[Start of section]

// SPDX-FileCopyrightText: © 2025 Phala Network <dstack@phala.network>
//
// SPDX-License-Identifier: Apache-2.0

//! Event log verification against the TPM's PCRs

use std::path::Path;

use anyhow::{bail, Context, Result};
use cc_eventlog::tpm::TPM_BINARY_BIOS_MEASUREMENTS;
use cc_eventlog::{PcrBank, TpmEventLog, VerifiedEvent};
use tpm2::{TpmAlgId, TpmContext, TpmError};
use tracing::info;

use crate::error::read_input;

/// Read and decode a binary event log, by default the kernel's securityfs copy
pub fn read_log(path: Option<&Path>) -> Result<TpmEventLog> {
    let path = path.unwrap_or(Path::new(TPM_BINARY_BIOS_MEASUREMENTS));
    let data = read_input(path, "event log")?;
    TpmEventLog::decode(&mut data.as_slice())
        .with_context(|| format!("failed to decode {}", path.display()))
}

/// Live values of `pcrs` in the `bank` bank
pub fn live_bank(tpm: &mut TpmContext, bank: TpmAlgId, pcrs: &[u32]) -> Result<PcrBank> {
    let mut reference = PcrBank::new(bank.to_u16());
    for (index, value) in tpm
        .pcr_read_bank(bank, pcrs)
        .context("failed to read reference PCRs")?
    {
        reference.insert(index, value);
    }
    Ok(reference)
}

/// A single given PCR value, checked against the bank's digest size
pub fn given_bank(bank: TpmAlgId, pcr: u32, value: Vec<u8>) -> Result<PcrBank> {
    if value.len() != bank.digest_size() {
        bail!(TpmError::malformed(format!(
            "PCR {pcr} value is {} bytes, {bank:?} needs {}",
            value.len(),
            bank.digest_size()
        )));
    }
    Ok(PcrBank::new(bank.to_u16()).with_value(pcr, value))
}

/// Replay the events of the PCRs in `reference` and require the chain to
/// reproduce every reference value.
pub fn verify_log(log: &TpmEventLog, reference: &PcrBank) -> Result<Vec<VerifiedEvent>> {
    let events: Vec<_> = log
        .events
        .iter()
        .filter(|e| reference.values.contains_key(&e.pcr_index))
        .cloned()
        .collect();
    let verified = cc_eventlog::verify(&events, reference)
        .context("event log does not explain the PCR values")?;
    info!(
        "event log verified: {} event(s) over PCR {:?}",
        verified.len(),
        reference.values.keys().collect::<Vec<_>>()
    );
    Ok(verified)
}

#[cfg(test)]
mod tests {
    use super::*;
    use cc_eventlog::tcg::{self, TcgDigest, TcgEfiSpecIdEvent};
    use cc_eventlog::TpmEvent;
    use sha2::{Digest, Sha256};
    use tpm2::{ErrorCategory, SimulatorConfig};

    fn log_for(pcr: u32, payloads: &[&[u8]]) -> TpmEventLog {
        let events = payloads
            .iter()
            .map(|payload| {
                TpmEvent::new(
                    pcr,
                    tcg::EV_IPL,
                    vec![TcgDigest {
                        algo_id: tcg::TPM_ALG_SHA256,
                        hash: Sha256::digest(payload).to_vec(),
                    }],
                    payload.to_vec(),
                )
            })
            .collect();
        TpmEventLog::new(TcgEfiSpecIdEvent::default(), events)
    }

    #[test]
    fn test_log_matches_extended_pcr() {
        let mut tpm = TpmContext::simulator(SimulatorConfig::default());
        for payload in [b"kernel".as_slice(), b"initrd".as_slice()] {
            tpm.pcr_extend(9, &Sha256::digest(payload), TpmAlgId::Sha256)
                .unwrap();
        }
        let reference = live_bank(&mut tpm, TpmAlgId::Sha256, &[9]).unwrap();

        let verified = verify_log(&log_for(9, &[b"kernel", b"initrd"]), &reference).unwrap();
        assert_eq!(verified.len(), 2);

        let err = verify_log(&log_for(9, &[b"kernel"]), &reference).unwrap_err();
        assert_eq!(crate::classify(&err), ErrorCategory::Integrity);
    }

    #[test]
    fn test_read_log_errors() {
        let dir = tempfile::tempdir().unwrap();
        let path = dir.path().join("binary_bios_measurements");
        let err = read_log(Some(&path)).unwrap_err();
        assert_eq!(crate::classify(&err), ErrorCategory::MalformedInput);

        fs_err::write(&path, [0u8; 5]).unwrap();
        let err = read_log(Some(&path)).unwrap_err();
        assert_eq!(crate::classify(&err), ErrorCategory::Integrity);

        fs_err::write(&path, log_for(9, &[b"kernel"]).encode()).unwrap();
        assert_eq!(read_log(Some(&path)).unwrap().events.len(), 1);
    }

    #[test]
    fn test_given_value_length() {
        assert!(given_bank(TpmAlgId::Sha1, 0, vec![0; 20]).is_ok());
        let err = given_bank(TpmAlgId::Sha1, 0, vec![0; 32]).unwrap_err();
        assert_eq!(ErrorCategory::of(&err), ErrorCategory::MalformedInput);
    }
}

[End of section]

EXERCISE BRIEF - Your response should consist of the full listing, exactly as written.

RESULT OF THIS TASK -
// SPDX-FileCopyrightText: © 2025 Phala Network <dstack@phala.network>
//
// SPDX-License-Identifier: Apache-2.0

//! Event log verification against the TPM's PCRs

use std::path::Path;

use anyhow::{bail, Context, Result};
use cc_eventlog::tpm::TPM_BINARY_BIOS_MEASUREMENTS;
use cc_eventlog::{PcrBank, TpmEventLog, VerifiedEvent};
use tpm2::{TpmAlgId, TpmContext, TpmError};
use tracing::info;

use crate::error::read_input;

/// Read and decode a binary event log, by default the kernel's securityfs copy
pub fn read_log(path: Option<&Path>) -> Result<TpmEventLog> {
    let path = path.unwrap_or(Path::new(TPM_BINARY_BIOS_MEASUREMENTS));
    let data = read_input(path, "event log")?;
    TpmEventLog::decode(&mut data.as_slice())
        .with_context(|| format!("failed to decode {}", path.display()))
}

/// Live values of `pcrs` in the `bank` bank
pub fn live_bank(tpm: &mut TpmContext, bank: TpmAlgId, pcrs: &[u32]) -> Result<PcrBank> {
    let mut reference = PcrBank::new(bank.to_u16());
    for (index, value) in tpm
        .pcr_read_bank(bank, pcrs)
        .context("failed to read reference PCRs")?
    {
        reference.insert(index, value);
    }
    Ok(reference)
}

/// A single given PCR value, checked against the bank's digest size
pub fn given_bank(bank: TpmAlgId, pcr: u32, value: Vec<u8>) -> Result<PcrBank> {
    if value.len() != bank.digest_size() {
        bail!(TpmError::malformed(format!(
            "PCR {pcr} value is {} bytes, {bank:?} needs {}",
            value.len(),
            bank.digest_size()
        )));
    }
    Ok(PcrBank::new(bank.to_u16()).with_value(pcr, value))
}

/// Replay the events of the PCRs in `reference` and require the chain to
/// reproduce every reference value.
pub fn verify_log(log: &TpmEventLog, reference: &PcrBank) -> Result<Vec<VerifiedEvent>> {
    let events: Vec<_> = log
        .events
        .iter()
        .filter(|e| reference.values.contains_key(&e.pcr_index))
        .cloned()
        .collect();
    let verified = cc_eventlog::verify(&events, reference)
        .context("event log does not explain the PCR values")?;
    info!(
        "event log verified: {} event(s) over PCR {:?}",
        verified.len(),
        reference.values.keys().collect::<Vec<_>>()
    );
    Ok(verified)
}

#[cfg(test)]
mod tests {
    use super::*;
    use cc_eventlog::tcg::{self, TcgDigest, TcgEfiSpecIdEvent};
    use cc_eventlog::TpmEvent;
    use sha2::{Digest, Sha256};
    use tpm2::{ErrorCategory, SimulatorConfig};

    fn log_for(pcr: u32, payloads: &[&[u8]]) -> TpmEventLog {
        let events = payloads
            .iter()
            .map(|payload| {
                TpmEvent::new(
                    pcr,
                    tcg::EV_IPL,
                    vec![TcgDigest {
                        algo_id: tcg::TPM_ALG_SHA256,
                        hash: Sha256::digest(payload).to_vec(),
                    }],
                    payload.to_vec(),
                )
            })
            .collect();
        TpmEventLog::new(TcgEfiSpecIdEvent::default(), events)
    }

    #[test]
    fn test_log_matches_extended_pcr() {
        let mut tpm = TpmContext::simulator(SimulatorConfig::default());
        for payload in [b"kernel".as_slice(), b"initrd".as_slice()] {
            tpm.pcr_extend(9, &Sha256::digest(payload), TpmAlgId::Sha256)
                .unwrap();
        }
        let reference = live_bank(&mut tpm, TpmAlgId::Sha256, &[9]).unwrap();

        let verified = verify_log(&log_for(9, &[b"kernel", b"initrd"]), &reference).unwrap();
        assert_eq!(verified.len(), 2);

        let err = verify_log(&log_for(9, &[b"kernel"]), &reference).unwrap_err();
        assert_eq!(crate::classify(&err), ErrorCategory::Integrity);
    }

    #[test]
    fn test_read_log_errors() {
        let dir = tempfile::tempdir().unwrap();
        let path = dir.path().join("binary_bios_measurements");
        let err = read_log(Some(&path)).unwrap_err();
        assert_eq!(crate::classify(&err), ErrorCategory::MalformedInput);

        fs_err::write(&path, [0u8; 5]).unwrap();
        let err = read_log(Some(&path)).unwrap_err();
        assert_eq!(crate::classify(&err), ErrorCategory::Integrity);

        fs_err::write(&path, log_for(9, &[b"kernel"]).encode()).unwrap();
        assert_eq!(read_log(Some(&path)).unwrap().events.len(), 1);
    }

    #[test]
    fn test_given_value_length() {
        assert!(given_bank(TpmAlgId::Sha1, 0, vec![0; 20]).is_ok());
        let err = given_bank(TpmAlgId::Sha1, 0, vec![0; 32]).unwrap_err();
        assert_eq!(ErrorCategory::of(&err), ErrorCategory::MalformedInput);
    }
}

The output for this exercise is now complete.